A culture where documentation makes you expendable is a culture running on fear, not shared responsibility.
You can’t scale that. And you definitely can’t sustain it.
2. Responsibility Overlap Heatmap
This is where you map not just roles—but specific responsibilities—across your team.
Who owns what? Who supports it? Who knows how to do it?
Plot it. Visualize it. Look for areas where the same name comes up again and again.
If one person is in five critical processes, and no one else is involved in any of them—you’ve built your entire stack on hope.
3. Org Chart Stress Test
This one is simple: Remove a name from the org chart. Just on paper. Then ask:
- Who does their work?
- Who makes the decisions they were making?
- Who owns their relationships?
- Who knows how their systems are set up?
Do this role by role. Be honest.
I’ve seen this play out quietly, too. One company lost their Head of People. She had built all the rituals, onboarding, manager training—the culture backbone. But nothing was codified. Six months after she left, culture erosion was everywhere. Not dramatic, but slow and steady. And very expensive.
What to Do Instead
This isn’t about blaming people. It’s about building systems.
If you say you’re people-first, this is where it has to show up.
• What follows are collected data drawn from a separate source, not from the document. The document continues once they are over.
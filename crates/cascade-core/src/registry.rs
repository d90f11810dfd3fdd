//! Model registry
//!
//! Owns every registered `Model` and the compiled `ParsedModel` artefacts.
//! Registration is atomic: a model is either wholly replaced or the prior
//! version remains. Re-registration invalidates the cached parse.

use crate::config::ModelConfig;
use crate::error::{CoreError, CoreResult};
use crate::model::{Model, ParsedModel};
use crate::model_name::ModelName;
use crate::schema::{ModelSchema, SchemaFile};
use cascade_template::extract_header;
use std::collections::{BTreeMap, BTreeSet, HashMap};
use std::path::{Path, PathBuf};

/// Registry mapping logical names to models and their compiled artefacts
#[derive(Debug, Default)]
pub struct ModelRegistry {
    models: HashMap<ModelName, Model>,
    parsed: HashMap<ModelName, ParsedModel>,
}

impl ModelRegistry {
    /// Create an empty registry
    pub fn new() -> Self {
        Self::default()
    }

    /// Derive the dotted model name from a path relative to the models root:
    /// `silver/cleaned_orders.sql` -> `silver.cleaned_orders`.
    pub fn model_name_from_path(rel_path: &Path) -> CoreResult<ModelName> {
        let stripped = rel_path.with_extension("");
        let mut segments = Vec::new();
        for component in stripped.components() {
            match component.as_os_str().to_str() {
                Some(s) => segments.push(s.to_string()),
                None => {
                    return Err(CoreError::ModelRegistration {
                        path: rel_path.display().to_string(),
                        message: "path is not valid UTF-8".to_string(),
                    })
                }
            }
        }
        ModelName::from_segments(segments).ok_or_else(|| CoreError::ModelRegistration {
            path: rel_path.display().to_string(),
            message: "path does not form a valid dotted model name".to_string(),
        })
    }

    /// Register (upsert) a model from its relative path and raw text.
    pub fn register(&mut self, rel_path: &Path, text: &str) -> CoreResult<ModelName> {
        self.register_with_schema(rel_path, text, None)
    }

    /// Register (upsert) a model, attaching schema-YAML metadata.
    pub fn register_with_schema(
        &mut self,
        rel_path: &Path,
        text: &str,
        schema: Option<ModelSchema>,
    ) -> CoreResult<ModelName> {
        let name = Self::model_name_from_path(rel_path)?;

        if text.trim().is_empty() {
            return Err(CoreError::ModelRegistration {
                path: rel_path.display().to_string(),
                message: "SQL file is empty".to_string(),
            });
        }

        let header = extract_header(text);
        let yaml_config: BTreeMap<String, String> = schema
            .as_ref()
            .map(|s| s.config.clone())
            .unwrap_or_default();
        let config = ModelConfig::from_maps(&header.config, &yaml_config)?;
        config.validate(name.as_str())?;

        let extra_deps: BTreeSet<ModelName> = header
            .depends_on
            .iter()
            .filter_map(|d| ModelName::try_new(d.clone()))
            .collect();

        let fingerprint = Model::compute_fingerprint(text, &config);
        let model = Model {
            name: name.clone(),
            path: rel_path.to_path_buf(),
            raw_sql: text.to_string(),
            fingerprint,
            config,
            extra_deps,
            schema,
        };

        // Whole replacement; the cached parse is stale from here on
        self.models.insert(name.clone(), model);
        self.parsed.remove(&name);
        Ok(name)
    }

    /// Remove a model (e.g. its file disappeared on the last registration pass).
    pub fn remove(&mut self, name: &str) -> CoreResult<Model> {
        self.parsed.remove(name);
        self.models
            .remove(name)
            .ok_or_else(|| CoreError::ModelNotFound {
                name: name.to_string(),
            })
    }

    /// Get a model by name.
    pub fn get(&self, name: &str) -> CoreResult<&Model> {
        self.models.get(name).ok_or_else(|| CoreError::ModelNotFound {
            name: name.to_string(),
        })
    }

    /// True if the name is registered.
    pub fn contains(&self, name: &str) -> bool {
        self.models.contains_key(name)
    }

    /// All models, sorted by name.
    pub fn list(&self) -> Vec<&Model> {
        let mut models: Vec<&Model> = self.models.values().collect();
        models.sort_by(|a, b| a.name.cmp(&b.name));
        models
    }

    /// All model names, sorted.
    pub fn names(&self) -> BTreeSet<ModelName> {
        self.models.keys().cloned().collect()
    }

    /// Number of registered models.
    pub fn len(&self) -> usize {
        self.models.len()
    }

    /// True when no models are registered.
    pub fn is_empty(&self) -> bool {
        self.models.is_empty()
    }

    /// Store a compiled artefact. Artefacts whose fingerprint no longer
    /// matches the registered model are ignored as stale.
    pub fn insert_parsed(&mut self, parsed: ParsedModel) {
        if let Some(model) = self.models.get(&parsed.name) {
            if model.fingerprint == parsed.fingerprint {
                self.parsed.insert(parsed.name.clone(), parsed);
            }
        }
    }

    /// Fetch the compiled artefact for a model, if present and fresh.
    pub fn parsed(&self, name: &str) -> Option<&ParsedModel> {
        let parsed = self.parsed.get(name)?;
        let model = self.models.get(name)?;
        (parsed.fingerprint == model.fingerprint).then_some(parsed)
    }

    /// Names of models with no fresh compiled artefact.
    pub fn stale(&self) -> Vec<ModelName> {
        let mut stale: Vec<ModelName> = self
            .models
            .keys()
            .filter(|name| self.parsed(name.as_str()).is_none())
            .cloned()
            .collect();
        stale.sort();
        stale
    }

    /// Load every model under a models directory.
    ///
    /// `schema.yml` files are loaded first and matched to models by full
    /// dotted name, falling back to the leaf name when unambiguous.
    pub fn load_dir(models_root: &Path) -> CoreResult<Self> {
        if !models_root.exists() {
            return Err(CoreError::ProjectNotFound {
                path: models_root.display().to_string(),
            });
        }

        let mut sql_files = Vec::new();
        let mut schema_files = Vec::new();
        collect_files(models_root, models_root, &mut sql_files, &mut schema_files)?;

        // Index schema entries by declared name and by leaf
        let mut by_name: HashMap<String, ModelSchema> = HashMap::new();
        let mut by_leaf: HashMap<String, Vec<ModelSchema>> = HashMap::new();
        for path in &schema_files {
            let file = SchemaFile::load(path)?;
            for model_schema in file.models {
                let leaf = model_schema
                    .name
                    .rsplit('.')
                    .next()
                    .unwrap_or(&model_schema.name)
                    .to_string();
                by_leaf.entry(leaf).or_default().push(model_schema.clone());
                by_name.insert(model_schema.name.clone(), model_schema);
            }
        }

        let mut registry = Self::new();
        for rel_path in sql_files {
            let abs = models_root.join(&rel_path);
            let text = std::fs::read_to_string(&abs).map_err(|e| CoreError::IoWithPath {
                path: abs.display().to_string(),
                source: e,
            })?;

            let name = Self::model_name_from_path(&rel_path)?;
            if registry.contains(name.as_str()) {
                return Err(CoreError::DuplicateModel {
                    name: name.into_inner(),
                });
            }

            let schema = by_name.get(name.as_str()).cloned().or_else(|| {
                match by_leaf.get(name.leaf()) {
                    Some(entries) if entries.len() == 1 => Some(entries[0].clone()),
                    _ => None,
                }
            });

            registry.register_with_schema(&rel_path, &text, schema)?;
        }

        Ok(registry)
    }
}

/// Recursively collect model SQL files (relative paths) and schema files
/// (absolute paths).
fn collect_files(
    root: &Path,
    dir: &Path,
    sql_files: &mut Vec<PathBuf>,
    schema_files: &mut Vec<PathBuf>,
) -> CoreResult<()> {
    for entry in std::fs::read_dir(dir).map_err(|e| CoreError::IoWithPath {
        path: dir.display().to_string(),
        source: e,
    })? {
        let entry = entry.map_err(|e| CoreError::IoWithPath {
            path: dir.display().to_string(),
            source: e,
        })?;
        let path = entry.path();
        if path.is_dir() {
            collect_files(root, &path, sql_files, schema_files)?;
            continue;
        }

        match path.extension().and_then(|e| e.to_str()) {
            Some("sql") => {
                if let Ok(rel) = path.strip_prefix(root) {
                    sql_files.push(rel.to_path_buf());
                }
            }
            Some("yml") | Some("yaml") => {
                if path.file_stem().is_some_and(|s| s == "schema") {
                    schema_files.push(path);
                }
            }
            _ => {}
        }
    }
    Ok(())
}

#[cfg(test)]
#[path = "registry_test.rs"]
mod tests;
Because when the load is only carried by one person, you don’t have accountability—you have containment. And when they leave, everyone else pays the price.
Here’s where to start:
- Audit key roles and responsibilities. Identify your red zones.
- Document critical processes. Not perfectly. Just enough that someone else can pick it up.
- Build shadow capacity. Cross-train. Let people sit in on processes they don’t own.
- Add shared ownership. When you distribute accountability, you build muscle memory for resilience.
- Test it. Don’t just make a plan—simulate the absence. See what breaks.
This isn’t about protecting shareholder value. It’s about protecting your people from burnout, from blame, and from the consequences of being over-relied on.
And yes—it protects the business too. But if that’s your only driver, you’re already off course.